To illustrate Compound Interest, I used an example where $10,000 (Principal) is invested for 3 years at an annual interest rate of 6%. Below are three scenarios showing how the total amount differs when interest is compounded annually, semi-annually, and quarterly:
- Compounded Annually:
- Principal (P): $10,000
- Interest Rate (r): 6% per year
- Number of Compounding Periods (n): 3 (once per year for 3 years)
- Compounded Semi-Annually:
- Principal (P): $10,000
- Interest Rate (r): 3% per half-year (since 6% is the annual rate, divided by 2)
- Number of Compounding Periods (n): 6 (two half-years per year over 3 years)
- Compounded Quarterly:
- Principal (P): $10,000
- Interest Rate (r): 1.5% per quarter (since 6% is the annual rate, divided by 4)
- Number of Compounding Periods (n): 12 (four quarters per year over 3 years)
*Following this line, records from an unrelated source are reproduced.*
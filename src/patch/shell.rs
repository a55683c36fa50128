/*
 * SPDX-FileCopyrightText: 2024-2026 bootpatch contributors
 * SPDX-License-Identifier: GPL-3.0-only
 */

//! External command execution behind a trait so that the install flows can be
//! driven by a fake in tests.

use std::{
    io::{self, BufRead, BufReader, Read},
    path::{Path, PathBuf},
    process::{Command, Stdio},
    thread,
};

use tracing::debug;

/// Captured result of a finished external command.
#[derive(Clone, Debug)]
pub struct CommandOutput {
    pub success: bool,
    /// Output lines in the order they were produced.
    pub lines: Vec<String>,
}

/// Runs external helper scripts on behalf of an install session. All flows go
/// through this seam; nothing else in the crate spawns processes.
pub trait CommandExecutor {
    /// Run `command` with `dir` as the working directory and the given extra
    /// environment variables, capturing its output.
    fn run(&self, dir: &Path, command: &str, env: &[(&str, String)]) -> io::Result<CommandOutput>;

    /// Like [`CommandExecutor::run`], but stream `input` into the child's
    /// stdin while draining its output. Feeding and draining must progress
    /// independently or a child that interleaves reads and writes deadlocks
    /// once a pipe buffer fills.
    fn run_with_input(
        &self,
        dir: &Path,
        command: &str,
        env: &[(&str, String)],
        input: &mut (dyn Read + Send),
    ) -> io::Result<CommandOutput>;
}

/// [`CommandExecutor`] backed by a real shell.
#[derive(Clone, Debug)]
pub struct ShellExecutor {
    shell: PathBuf,
}

impl ShellExecutor {
    pub fn new() -> Self {
        Self {
            shell: PathBuf::from("/system/bin/sh"),
        }
    }

    pub fn with_shell(shell: impl Into<PathBuf>) -> Self {
        Self {
            shell: shell.into(),
        }
    }

    fn command(&self, dir: &Path, command: &str, env: &[(&str, String)]) -> Command {
        debug!("Running command in {dir:?}: {command}");

        let mut cmd = Command::new(&self.shell);
        cmd.arg("-c").arg(command).current_dir(dir);

        for (key, value) in env {
            cmd.env(key, value);
        }

        cmd
    }
}

impl Default for ShellExecutor {
    fn default() -> Self {
        Self::new()
    }
}

fn split_lines(raw: &[u8]) -> Vec<String> {
    String::from_utf8_lossy(raw)
        .lines()
        .map(str::to_owned)
        .collect()
}

impl CommandExecutor for ShellExecutor {
    fn run(&self, dir: &Path, command: &str, env: &[(&str, String)]) -> io::Result<CommandOutput> {
        let output = self.command(dir, command, env).output()?;

        let mut lines = split_lines(&output.stdout);
        lines.extend(split_lines(&output.stderr));

        Ok(CommandOutput {
            success: output.status.success(),
            lines,
        })
    }

    fn run_with_input(
        &self,
        dir: &Path,
        command: &str,
        env: &[(&str, String)],
        input: &mut (dyn Read + Send),
    ) -> io::Result<CommandOutput> {
        let mut child = self
            .command(dir, command, env)
            .stdin(Stdio::piped())
            .stdout(Stdio::piped())
            .stderr(Stdio::piped())
            .spawn()?;

        // Unwrapping is safe because all three pipes were requested.
        let mut stdin = child.stdin.take().unwrap();
        let stdout = child.stdout.take().unwrap();
        let mut stderr = child.stderr.take().unwrap();

        let mut lines = Vec::new();

        let (feed_result, stderr_raw) = thread::scope(|scope| {
            let feeder = scope.spawn(move || {
                let result = io::copy(input, &mut stdin);
                // Dropping stdin closes the pipe so the child sees EOF.
                drop(stdin);
                result
            });
            let drainer = scope.spawn(move || {
                let mut raw = Vec::new();
                stderr.read_to_end(&mut raw).map(|_| raw)
            });

            for line in BufReader::new(stdout).lines() {
                match line {
                    Ok(line) => lines.push(line),
                    Err(_) => break,
                }
            }

            (feeder.join().unwrap(), drainer.join().unwrap())
        });

        let status = child.wait()?;

        // A child may legitimately exit without consuming all of its input.
        if let Err(e) = feed_result {
            if e.kind() != io::ErrorKind::BrokenPipe {
                return Err(e);
            }
        }

        if let Ok(raw) = stderr_raw {
            lines.extend(split_lines(&raw));
        }

        Ok(CommandOutput {
            success: status.success(),
            lines,
        })
    }
}
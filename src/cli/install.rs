/*
 * SPDX-FileCopyrightText: 2024-2026 bootpatch contributors
 * SPDX-License-Identifier: GPL-3.0-only
 */

use std::{env, path::PathBuf, sync::atomic::AtomicBool};

use anyhow::{bail, Result};
use clap::{Args, Parser};

use crate::{
    cli::warning,
    patch::{
        install::{self, InstallConfig, InstallOutcome},
        shell::ShellExecutor,
    },
};

#[derive(Debug, Args)]
pub struct ConfigGroup {
    /// Scratch directory for intermediate files.
    #[arg(long, value_name = "DIR", value_parser)]
    pub work_dir: Option<PathBuf>,

    /// Directory of helper scripts staged into the scratch directory.
    #[arg(long, value_name = "DIR", value_parser)]
    pub assets: Option<PathBuf>,

    /// Strip dm-verity from the patched image.
    #[arg(long)]
    pub remove_verity: bool,

    /// Strip forced encryption from the patched image.
    #[arg(long)]
    pub remove_encryption: bool,

    /// Clear the disable flags in vbmeta images.
    #[arg(long)]
    pub patch_vbmeta: bool,

    /// Target the recovery partition instead of boot.
    #[arg(long)]
    pub recovery: bool,

    /// A/B slot suffix to operate on.
    #[arg(long, value_name = "SLOT")]
    pub slot: Option<String>,

    /// Randomize the output file name.
    #[arg(long)]
    pub random_name: bool,

    /// Output file name prefix.
    #[arg(long, value_name = "NAME", default_value = "patched_boot")]
    pub prefix: String,

    /// Build code embedded in the output file name.
    #[arg(long, value_name = "CODE", default_value = "local")]
    pub build: String,
}

impl ConfigGroup {
    fn to_config(&self) -> InstallConfig {
        let work_dir = self
            .work_dir
            .clone()
            .unwrap_or_else(|| env::temp_dir().join("bootpatch"));

        let mut config = InstallConfig::new(work_dir);
        config.assets_dir = self.assets.clone();
        config.keep_verity = !self.remove_verity;
        config.keep_encryption = !self.remove_encryption;
        config.patch_vbmeta = self.patch_vbmeta;
        config.recovery_mode = self.recovery;
        config.slot = self.slot.clone();
        config.randomize_name = self.random_name;
        config.product_prefix = self.prefix.clone();
        config.build_code = self.build.clone();
        config
    }
}

/// Patch a boot artifact file and write the result next to it.
#[derive(Debug, Parser)]
pub struct PatchCli {
    /// Path to boot image, OTA zip, payload, or tar archive.
    #[arg(short, long, value_name = "FILE", value_parser)]
    pub input: PathBuf,

    #[command(flatten)]
    pub config: ConfigGroup,
}

/// Patch the device's boot image in place and flash it back.
#[derive(Debug, Parser)]
pub struct FlashCli {
    /// Patch the inactive slot and switch the reboot target to it.
    #[arg(long)]
    pub second_slot: bool,

    #[command(flatten)]
    pub config: ConfigGroup,
}

/// Restore the backed-up stock images.
#[derive(Debug, Parser)]
pub struct UninstallCli {
    #[command(flatten)]
    pub config: ConfigGroup,
}

/// Repair the helper environment.
#[derive(Debug, Parser)]
pub struct FixEnvCli {
    #[command(flatten)]
    pub config: ConfigGroup,
}

fn report(outcome: InstallOutcome) -> Result<()> {
    for line in &outcome.console {
        println!("{line}");
    }

    if outcome.busy {
        bail!("Another install session is active");
    }
    if !outcome.success {
        for line in &outcome.log {
            warning!("{line}");
        }
        bail!("Installation failed");
    }

    Ok(())
}

pub fn patch_subcommand(cli: &PatchCli, cancel_signal: &AtomicBool) -> Result<()> {
    let config = cli.config.to_config();
    let executor = ShellExecutor::new();

    report(install::patch_file(
        &config,
        &executor,
        &cli.input,
        cancel_signal,
    ))
}

pub fn flash_subcommand(cli: &FlashCli, cancel_signal: &AtomicBool) -> Result<()> {
    let config = cli.config.to_config();
    let executor = ShellExecutor::new();

    let outcome = if cli.second_slot {
        install::second_slot_install(&config, &executor, cancel_signal)
    } else {
        install::direct_install(&config, &executor, cancel_signal)
    };

    report(outcome)
}

pub fn uninstall_subcommand(cli: &UninstallCli, cancel_signal: &AtomicBool) -> Result<()> {
    let config = cli.config.to_config();
    let executor = ShellExecutor::new();

    report(install::uninstall(&config, &executor, cancel_signal))
}

pub fn fix_env_subcommand(cli: &FixEnvCli, cancel_signal: &AtomicBool) -> Result<()> {
    let config = cli.config.to_config();
    let executor = ShellExecutor::new();

    report(install::fix_environment(&config, &executor, cancel_signal))
}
- As the compounding frequency increases (from annually to semi-annually to quarterly), the interest is calculated and added more frequently.
- This means the principal grows faster because each compounding period includes interest on the interest earned previously.
- Comparing the total amounts:
- Annual Compounding: $11,910.16
- Semi-Annual Compounding: $11,941.63
- Quarterly Compounding: $11,956.01
The difference may seem small for a short period like 3 years, but over longer periods or larger investments, the effect of more frequent compounding becomes significant.